**DATA FOR THIS EXERCISE**

━━━

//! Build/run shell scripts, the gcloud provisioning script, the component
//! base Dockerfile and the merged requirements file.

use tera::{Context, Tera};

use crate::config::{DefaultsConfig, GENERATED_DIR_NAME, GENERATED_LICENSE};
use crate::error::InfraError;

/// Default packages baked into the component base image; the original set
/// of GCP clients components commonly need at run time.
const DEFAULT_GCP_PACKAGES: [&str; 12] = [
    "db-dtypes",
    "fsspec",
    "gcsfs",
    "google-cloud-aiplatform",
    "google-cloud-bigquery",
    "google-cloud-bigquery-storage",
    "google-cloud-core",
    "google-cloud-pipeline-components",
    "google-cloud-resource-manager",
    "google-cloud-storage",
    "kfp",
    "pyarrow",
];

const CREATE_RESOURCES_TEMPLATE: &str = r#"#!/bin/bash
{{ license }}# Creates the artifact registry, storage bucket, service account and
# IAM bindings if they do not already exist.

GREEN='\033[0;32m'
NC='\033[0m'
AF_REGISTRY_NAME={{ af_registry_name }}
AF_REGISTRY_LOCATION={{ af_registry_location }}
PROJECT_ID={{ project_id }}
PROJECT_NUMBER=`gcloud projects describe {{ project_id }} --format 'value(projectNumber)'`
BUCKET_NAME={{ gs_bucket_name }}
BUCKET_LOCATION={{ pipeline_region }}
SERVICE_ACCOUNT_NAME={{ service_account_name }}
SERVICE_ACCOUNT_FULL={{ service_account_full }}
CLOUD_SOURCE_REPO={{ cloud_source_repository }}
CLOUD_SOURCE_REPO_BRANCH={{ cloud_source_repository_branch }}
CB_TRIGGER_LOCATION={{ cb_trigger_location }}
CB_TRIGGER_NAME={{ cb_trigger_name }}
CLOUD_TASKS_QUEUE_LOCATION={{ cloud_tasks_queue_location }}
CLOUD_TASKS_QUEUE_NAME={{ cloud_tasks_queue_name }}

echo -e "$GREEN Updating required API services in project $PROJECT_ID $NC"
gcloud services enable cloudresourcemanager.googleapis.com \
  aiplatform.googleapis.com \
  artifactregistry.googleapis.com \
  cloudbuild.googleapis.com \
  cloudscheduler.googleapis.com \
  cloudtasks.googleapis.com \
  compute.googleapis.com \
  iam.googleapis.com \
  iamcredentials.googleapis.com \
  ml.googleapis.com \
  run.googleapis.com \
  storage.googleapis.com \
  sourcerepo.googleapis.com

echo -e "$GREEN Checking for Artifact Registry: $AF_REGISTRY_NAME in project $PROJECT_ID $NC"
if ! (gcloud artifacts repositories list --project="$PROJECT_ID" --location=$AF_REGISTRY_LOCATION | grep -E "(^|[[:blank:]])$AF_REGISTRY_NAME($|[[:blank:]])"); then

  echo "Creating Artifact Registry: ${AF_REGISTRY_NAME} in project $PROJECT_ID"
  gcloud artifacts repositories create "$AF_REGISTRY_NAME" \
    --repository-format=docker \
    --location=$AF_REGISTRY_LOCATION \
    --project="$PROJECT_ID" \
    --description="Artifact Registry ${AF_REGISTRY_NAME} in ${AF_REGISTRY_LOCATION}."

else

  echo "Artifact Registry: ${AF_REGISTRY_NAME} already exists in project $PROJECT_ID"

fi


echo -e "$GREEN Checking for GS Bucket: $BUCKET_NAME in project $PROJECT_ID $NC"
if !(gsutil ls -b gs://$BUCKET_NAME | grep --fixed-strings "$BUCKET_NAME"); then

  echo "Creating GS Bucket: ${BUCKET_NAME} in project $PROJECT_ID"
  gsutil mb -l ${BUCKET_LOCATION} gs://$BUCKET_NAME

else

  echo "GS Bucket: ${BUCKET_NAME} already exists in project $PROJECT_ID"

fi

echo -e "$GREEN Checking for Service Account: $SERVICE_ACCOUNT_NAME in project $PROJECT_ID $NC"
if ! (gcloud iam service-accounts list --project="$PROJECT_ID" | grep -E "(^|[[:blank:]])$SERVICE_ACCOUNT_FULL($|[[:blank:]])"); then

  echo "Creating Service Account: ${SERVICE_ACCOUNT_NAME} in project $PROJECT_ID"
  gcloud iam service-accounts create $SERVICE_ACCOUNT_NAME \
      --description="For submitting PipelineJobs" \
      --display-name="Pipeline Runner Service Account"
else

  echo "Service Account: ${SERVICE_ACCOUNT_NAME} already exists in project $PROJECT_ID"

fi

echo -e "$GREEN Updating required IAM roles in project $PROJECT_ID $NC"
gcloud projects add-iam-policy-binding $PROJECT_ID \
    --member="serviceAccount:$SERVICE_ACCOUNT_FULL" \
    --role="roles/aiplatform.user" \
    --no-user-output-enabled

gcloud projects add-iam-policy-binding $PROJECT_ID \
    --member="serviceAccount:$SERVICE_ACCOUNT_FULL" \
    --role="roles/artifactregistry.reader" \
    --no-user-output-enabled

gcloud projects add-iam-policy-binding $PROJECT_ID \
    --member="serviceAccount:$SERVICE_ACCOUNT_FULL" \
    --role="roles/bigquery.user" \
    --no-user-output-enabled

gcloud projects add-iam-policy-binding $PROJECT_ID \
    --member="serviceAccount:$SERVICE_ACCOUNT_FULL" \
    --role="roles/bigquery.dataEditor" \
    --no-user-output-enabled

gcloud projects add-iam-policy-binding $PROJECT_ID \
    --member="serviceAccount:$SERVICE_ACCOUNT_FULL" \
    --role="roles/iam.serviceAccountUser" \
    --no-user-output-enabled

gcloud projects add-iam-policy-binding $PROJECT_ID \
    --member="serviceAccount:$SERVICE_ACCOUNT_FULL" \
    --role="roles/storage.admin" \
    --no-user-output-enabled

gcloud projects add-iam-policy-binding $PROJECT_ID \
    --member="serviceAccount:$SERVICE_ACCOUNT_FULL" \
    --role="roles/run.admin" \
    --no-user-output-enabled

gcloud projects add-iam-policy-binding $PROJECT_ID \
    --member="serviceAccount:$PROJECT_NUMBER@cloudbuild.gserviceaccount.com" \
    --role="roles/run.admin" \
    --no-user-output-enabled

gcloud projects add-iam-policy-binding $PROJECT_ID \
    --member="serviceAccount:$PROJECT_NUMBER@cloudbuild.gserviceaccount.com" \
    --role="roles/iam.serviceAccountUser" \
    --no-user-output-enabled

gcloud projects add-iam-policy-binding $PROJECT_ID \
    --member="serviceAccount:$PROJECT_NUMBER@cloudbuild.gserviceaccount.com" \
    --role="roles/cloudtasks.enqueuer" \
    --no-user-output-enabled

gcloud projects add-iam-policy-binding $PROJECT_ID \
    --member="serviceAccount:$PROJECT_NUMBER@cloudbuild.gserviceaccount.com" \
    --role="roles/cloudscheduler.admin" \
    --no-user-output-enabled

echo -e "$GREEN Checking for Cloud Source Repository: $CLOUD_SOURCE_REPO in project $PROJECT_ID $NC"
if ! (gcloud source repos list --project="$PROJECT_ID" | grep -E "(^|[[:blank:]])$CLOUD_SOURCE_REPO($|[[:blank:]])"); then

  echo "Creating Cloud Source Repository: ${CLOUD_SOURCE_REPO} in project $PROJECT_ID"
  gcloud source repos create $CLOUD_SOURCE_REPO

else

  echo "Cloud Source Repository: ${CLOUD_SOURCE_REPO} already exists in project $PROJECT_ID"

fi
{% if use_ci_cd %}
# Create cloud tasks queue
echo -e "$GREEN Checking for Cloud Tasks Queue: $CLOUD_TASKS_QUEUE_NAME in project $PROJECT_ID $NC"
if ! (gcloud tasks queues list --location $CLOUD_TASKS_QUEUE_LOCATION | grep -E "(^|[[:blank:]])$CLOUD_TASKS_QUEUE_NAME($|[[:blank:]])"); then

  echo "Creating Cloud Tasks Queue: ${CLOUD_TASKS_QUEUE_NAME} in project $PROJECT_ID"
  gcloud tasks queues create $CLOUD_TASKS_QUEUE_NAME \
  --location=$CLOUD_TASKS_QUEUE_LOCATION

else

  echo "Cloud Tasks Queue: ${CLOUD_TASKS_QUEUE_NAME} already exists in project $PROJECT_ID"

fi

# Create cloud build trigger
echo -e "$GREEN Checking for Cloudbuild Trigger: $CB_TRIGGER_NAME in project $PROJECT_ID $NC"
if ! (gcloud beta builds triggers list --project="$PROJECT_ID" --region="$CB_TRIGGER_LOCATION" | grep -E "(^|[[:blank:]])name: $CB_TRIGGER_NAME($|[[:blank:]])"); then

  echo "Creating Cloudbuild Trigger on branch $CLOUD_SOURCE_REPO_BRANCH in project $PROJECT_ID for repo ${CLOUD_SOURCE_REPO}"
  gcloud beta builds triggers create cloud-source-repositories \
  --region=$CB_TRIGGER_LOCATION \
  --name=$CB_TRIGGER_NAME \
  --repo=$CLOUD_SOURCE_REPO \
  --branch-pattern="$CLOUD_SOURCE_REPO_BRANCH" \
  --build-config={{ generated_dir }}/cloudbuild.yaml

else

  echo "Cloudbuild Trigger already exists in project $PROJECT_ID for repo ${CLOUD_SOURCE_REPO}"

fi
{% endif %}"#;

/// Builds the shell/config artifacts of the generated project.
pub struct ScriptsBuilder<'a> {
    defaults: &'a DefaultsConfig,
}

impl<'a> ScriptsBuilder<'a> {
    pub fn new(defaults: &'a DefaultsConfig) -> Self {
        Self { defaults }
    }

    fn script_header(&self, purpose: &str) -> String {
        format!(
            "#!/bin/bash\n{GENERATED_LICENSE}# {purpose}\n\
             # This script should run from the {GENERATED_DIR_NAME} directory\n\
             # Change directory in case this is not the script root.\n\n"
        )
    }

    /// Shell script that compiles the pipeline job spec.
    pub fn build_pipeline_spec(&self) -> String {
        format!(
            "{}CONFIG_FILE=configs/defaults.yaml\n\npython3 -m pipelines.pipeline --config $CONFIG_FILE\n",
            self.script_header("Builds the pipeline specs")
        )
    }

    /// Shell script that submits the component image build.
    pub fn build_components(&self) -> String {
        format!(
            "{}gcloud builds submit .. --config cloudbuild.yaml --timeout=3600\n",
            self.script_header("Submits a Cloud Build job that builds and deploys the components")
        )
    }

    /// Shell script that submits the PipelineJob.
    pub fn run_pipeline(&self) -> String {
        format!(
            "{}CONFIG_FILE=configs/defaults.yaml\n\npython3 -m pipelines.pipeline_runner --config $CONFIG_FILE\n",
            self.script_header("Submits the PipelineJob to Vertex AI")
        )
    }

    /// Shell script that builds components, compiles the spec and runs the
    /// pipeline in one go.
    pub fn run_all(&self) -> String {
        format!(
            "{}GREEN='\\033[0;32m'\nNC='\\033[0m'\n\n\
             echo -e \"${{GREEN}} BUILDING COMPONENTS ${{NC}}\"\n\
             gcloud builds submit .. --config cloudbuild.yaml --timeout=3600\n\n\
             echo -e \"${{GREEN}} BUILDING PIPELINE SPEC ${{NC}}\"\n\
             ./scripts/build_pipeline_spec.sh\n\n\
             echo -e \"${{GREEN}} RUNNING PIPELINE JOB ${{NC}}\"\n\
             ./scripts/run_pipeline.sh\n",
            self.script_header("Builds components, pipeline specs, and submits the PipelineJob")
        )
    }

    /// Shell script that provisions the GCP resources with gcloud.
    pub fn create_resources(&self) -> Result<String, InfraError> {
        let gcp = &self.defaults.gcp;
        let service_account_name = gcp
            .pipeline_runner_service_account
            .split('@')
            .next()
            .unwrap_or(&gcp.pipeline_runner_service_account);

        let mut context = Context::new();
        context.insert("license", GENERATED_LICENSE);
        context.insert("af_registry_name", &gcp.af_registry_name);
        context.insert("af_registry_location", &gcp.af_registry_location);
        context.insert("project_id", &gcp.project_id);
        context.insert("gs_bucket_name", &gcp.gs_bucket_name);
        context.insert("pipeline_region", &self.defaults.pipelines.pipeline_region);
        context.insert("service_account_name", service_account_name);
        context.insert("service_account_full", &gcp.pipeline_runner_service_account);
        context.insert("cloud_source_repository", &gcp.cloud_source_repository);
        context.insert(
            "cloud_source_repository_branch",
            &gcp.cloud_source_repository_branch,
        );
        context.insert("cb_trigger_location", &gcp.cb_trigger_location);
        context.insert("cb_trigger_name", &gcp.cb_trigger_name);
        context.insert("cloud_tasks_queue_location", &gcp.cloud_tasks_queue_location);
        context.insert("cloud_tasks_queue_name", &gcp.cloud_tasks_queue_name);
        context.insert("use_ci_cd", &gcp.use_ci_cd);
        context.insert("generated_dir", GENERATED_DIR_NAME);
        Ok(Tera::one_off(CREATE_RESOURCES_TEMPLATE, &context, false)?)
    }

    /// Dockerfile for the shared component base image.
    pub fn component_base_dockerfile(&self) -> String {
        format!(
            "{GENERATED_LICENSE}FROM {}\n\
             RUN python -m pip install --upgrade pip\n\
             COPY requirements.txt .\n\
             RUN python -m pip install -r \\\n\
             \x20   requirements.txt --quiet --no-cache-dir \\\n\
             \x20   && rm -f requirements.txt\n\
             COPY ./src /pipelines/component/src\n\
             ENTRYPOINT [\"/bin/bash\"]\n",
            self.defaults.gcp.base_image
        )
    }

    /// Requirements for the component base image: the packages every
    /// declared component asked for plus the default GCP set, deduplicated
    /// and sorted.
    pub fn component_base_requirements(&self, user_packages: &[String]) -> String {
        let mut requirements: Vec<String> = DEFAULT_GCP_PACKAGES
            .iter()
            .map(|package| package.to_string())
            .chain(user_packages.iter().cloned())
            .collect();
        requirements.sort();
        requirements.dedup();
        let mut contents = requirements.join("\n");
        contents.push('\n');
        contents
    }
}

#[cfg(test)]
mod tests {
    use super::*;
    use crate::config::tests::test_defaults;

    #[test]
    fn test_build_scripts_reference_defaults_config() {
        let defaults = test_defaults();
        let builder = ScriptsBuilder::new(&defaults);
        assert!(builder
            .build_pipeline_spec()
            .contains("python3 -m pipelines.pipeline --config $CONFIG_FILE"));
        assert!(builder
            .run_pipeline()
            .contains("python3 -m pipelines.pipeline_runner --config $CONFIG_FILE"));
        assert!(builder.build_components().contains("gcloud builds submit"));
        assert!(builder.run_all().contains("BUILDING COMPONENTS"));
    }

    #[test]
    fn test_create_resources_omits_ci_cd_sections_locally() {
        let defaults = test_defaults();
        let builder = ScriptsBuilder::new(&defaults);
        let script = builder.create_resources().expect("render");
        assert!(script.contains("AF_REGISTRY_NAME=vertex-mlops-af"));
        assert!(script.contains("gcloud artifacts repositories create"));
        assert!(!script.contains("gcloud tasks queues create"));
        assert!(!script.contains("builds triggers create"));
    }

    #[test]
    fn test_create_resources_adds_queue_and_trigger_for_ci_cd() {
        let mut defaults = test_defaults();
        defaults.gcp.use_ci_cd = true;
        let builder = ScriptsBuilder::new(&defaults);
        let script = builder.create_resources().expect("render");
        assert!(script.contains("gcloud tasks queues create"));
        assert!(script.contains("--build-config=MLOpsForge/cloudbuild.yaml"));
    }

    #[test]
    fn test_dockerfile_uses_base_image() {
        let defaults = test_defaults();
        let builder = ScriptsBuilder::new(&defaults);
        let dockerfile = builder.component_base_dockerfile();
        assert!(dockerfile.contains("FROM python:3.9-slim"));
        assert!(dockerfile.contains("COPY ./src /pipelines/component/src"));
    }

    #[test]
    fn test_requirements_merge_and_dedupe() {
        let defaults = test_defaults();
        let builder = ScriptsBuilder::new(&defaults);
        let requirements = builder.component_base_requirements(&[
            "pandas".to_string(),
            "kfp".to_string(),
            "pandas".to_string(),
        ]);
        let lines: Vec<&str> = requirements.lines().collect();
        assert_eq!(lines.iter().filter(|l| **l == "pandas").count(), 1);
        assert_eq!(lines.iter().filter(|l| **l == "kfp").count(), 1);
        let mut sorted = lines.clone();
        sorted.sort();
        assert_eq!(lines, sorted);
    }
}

━━━

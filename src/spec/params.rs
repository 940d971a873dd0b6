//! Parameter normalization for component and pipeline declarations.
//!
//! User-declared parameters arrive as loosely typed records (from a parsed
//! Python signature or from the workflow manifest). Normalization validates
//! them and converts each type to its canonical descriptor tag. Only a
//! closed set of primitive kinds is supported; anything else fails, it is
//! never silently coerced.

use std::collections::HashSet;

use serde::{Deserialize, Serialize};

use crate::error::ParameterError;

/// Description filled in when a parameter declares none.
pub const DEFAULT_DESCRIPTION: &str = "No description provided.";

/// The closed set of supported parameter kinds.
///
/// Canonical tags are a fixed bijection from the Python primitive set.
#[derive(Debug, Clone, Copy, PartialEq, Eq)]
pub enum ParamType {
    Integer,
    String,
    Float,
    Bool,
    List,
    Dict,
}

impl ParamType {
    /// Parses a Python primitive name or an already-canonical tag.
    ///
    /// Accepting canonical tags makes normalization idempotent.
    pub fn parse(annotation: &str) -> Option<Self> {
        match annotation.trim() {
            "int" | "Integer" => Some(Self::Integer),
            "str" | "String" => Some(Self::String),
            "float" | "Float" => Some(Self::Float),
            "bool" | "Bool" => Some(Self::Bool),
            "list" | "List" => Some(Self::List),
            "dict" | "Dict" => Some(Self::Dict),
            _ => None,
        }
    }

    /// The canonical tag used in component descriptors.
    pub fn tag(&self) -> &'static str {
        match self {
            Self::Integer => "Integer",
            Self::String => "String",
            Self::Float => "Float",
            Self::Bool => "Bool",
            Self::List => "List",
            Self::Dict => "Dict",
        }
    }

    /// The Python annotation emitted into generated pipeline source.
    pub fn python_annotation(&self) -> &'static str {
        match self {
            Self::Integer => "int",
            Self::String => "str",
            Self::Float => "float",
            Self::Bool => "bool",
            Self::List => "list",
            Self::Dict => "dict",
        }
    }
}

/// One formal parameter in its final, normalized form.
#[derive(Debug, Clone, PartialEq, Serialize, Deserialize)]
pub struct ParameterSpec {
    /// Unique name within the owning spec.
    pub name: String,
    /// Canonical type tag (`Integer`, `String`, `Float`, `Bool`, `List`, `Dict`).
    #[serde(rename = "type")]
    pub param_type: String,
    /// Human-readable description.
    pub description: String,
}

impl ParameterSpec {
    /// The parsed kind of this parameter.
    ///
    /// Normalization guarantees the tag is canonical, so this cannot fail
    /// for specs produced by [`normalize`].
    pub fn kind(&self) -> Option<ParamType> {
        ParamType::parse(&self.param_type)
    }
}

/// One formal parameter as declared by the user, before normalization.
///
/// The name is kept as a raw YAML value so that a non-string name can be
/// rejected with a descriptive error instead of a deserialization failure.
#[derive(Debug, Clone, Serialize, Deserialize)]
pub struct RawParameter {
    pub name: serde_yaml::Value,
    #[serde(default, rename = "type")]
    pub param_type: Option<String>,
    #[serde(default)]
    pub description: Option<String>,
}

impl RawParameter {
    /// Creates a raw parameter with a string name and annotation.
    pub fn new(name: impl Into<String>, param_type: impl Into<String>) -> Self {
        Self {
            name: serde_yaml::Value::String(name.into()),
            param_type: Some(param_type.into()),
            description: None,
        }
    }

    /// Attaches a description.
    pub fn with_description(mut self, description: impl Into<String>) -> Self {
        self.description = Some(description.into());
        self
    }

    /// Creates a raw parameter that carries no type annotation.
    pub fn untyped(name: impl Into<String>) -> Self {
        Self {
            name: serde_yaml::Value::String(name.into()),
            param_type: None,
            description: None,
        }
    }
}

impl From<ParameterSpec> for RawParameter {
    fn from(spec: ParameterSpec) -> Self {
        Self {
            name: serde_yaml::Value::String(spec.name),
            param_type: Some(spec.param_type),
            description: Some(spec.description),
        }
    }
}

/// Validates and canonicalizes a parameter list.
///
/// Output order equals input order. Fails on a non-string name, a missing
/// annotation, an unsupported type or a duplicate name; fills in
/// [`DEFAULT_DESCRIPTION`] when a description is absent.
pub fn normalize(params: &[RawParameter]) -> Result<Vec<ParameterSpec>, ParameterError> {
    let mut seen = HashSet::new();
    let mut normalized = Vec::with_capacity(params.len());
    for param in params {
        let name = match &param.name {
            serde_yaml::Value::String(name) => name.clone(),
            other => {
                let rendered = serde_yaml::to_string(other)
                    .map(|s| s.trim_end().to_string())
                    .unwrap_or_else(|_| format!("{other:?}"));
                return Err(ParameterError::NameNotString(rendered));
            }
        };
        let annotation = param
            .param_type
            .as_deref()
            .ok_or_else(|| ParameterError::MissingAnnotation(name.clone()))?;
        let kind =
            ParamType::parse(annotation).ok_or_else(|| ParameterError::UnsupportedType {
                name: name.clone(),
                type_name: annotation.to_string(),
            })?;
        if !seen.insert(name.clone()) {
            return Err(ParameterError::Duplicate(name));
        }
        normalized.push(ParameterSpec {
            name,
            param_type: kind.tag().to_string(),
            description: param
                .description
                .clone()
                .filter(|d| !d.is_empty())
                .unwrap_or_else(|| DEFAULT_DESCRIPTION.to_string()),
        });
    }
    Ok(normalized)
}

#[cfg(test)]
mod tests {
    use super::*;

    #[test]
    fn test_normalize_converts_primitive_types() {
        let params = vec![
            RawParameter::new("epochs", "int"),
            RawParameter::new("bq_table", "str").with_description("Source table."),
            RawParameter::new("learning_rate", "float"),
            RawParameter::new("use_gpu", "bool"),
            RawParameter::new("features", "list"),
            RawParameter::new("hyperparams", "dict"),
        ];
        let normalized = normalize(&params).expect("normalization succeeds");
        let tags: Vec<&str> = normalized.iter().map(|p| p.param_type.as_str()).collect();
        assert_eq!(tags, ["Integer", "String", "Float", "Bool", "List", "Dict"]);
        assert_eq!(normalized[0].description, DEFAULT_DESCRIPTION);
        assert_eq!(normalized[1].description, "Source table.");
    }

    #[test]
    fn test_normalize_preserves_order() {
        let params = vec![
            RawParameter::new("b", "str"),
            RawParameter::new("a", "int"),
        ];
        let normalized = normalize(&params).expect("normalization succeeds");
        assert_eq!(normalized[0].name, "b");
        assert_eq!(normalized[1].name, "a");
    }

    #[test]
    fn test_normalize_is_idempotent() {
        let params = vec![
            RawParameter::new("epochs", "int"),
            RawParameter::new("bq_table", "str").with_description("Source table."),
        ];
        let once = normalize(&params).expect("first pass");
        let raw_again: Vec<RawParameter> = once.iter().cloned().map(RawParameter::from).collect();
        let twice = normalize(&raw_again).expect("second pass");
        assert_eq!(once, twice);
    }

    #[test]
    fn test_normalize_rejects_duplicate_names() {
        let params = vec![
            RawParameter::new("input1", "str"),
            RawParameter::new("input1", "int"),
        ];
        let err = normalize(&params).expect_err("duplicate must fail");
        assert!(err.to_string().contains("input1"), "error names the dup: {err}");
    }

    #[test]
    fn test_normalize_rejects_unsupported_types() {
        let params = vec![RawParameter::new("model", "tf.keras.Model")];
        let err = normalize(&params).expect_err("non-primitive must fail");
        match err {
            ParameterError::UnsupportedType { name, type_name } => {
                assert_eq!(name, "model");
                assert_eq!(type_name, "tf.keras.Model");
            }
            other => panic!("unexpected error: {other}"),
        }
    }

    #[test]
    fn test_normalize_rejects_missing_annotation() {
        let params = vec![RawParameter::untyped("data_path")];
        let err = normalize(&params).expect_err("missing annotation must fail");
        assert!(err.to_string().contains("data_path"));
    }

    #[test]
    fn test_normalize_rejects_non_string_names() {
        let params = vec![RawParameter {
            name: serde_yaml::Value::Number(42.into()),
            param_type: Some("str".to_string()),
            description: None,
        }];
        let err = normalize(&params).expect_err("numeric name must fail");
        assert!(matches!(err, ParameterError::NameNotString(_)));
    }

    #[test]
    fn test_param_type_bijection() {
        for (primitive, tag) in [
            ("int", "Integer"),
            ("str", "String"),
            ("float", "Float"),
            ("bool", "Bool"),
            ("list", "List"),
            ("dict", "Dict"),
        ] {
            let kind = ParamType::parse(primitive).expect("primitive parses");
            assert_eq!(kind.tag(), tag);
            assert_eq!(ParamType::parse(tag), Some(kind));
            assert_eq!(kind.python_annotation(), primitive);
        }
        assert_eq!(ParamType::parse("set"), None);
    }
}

━━━

**WORK ITEM**
For the string "PartialEq", return every line of the data where it appears.

**EXERCISE OUTPUT**
#[derive(Debug, Clone, Copy, PartialEq, Eq)]
#[derive(Debug, Clone, PartialEq, Serialize, Deserialize)]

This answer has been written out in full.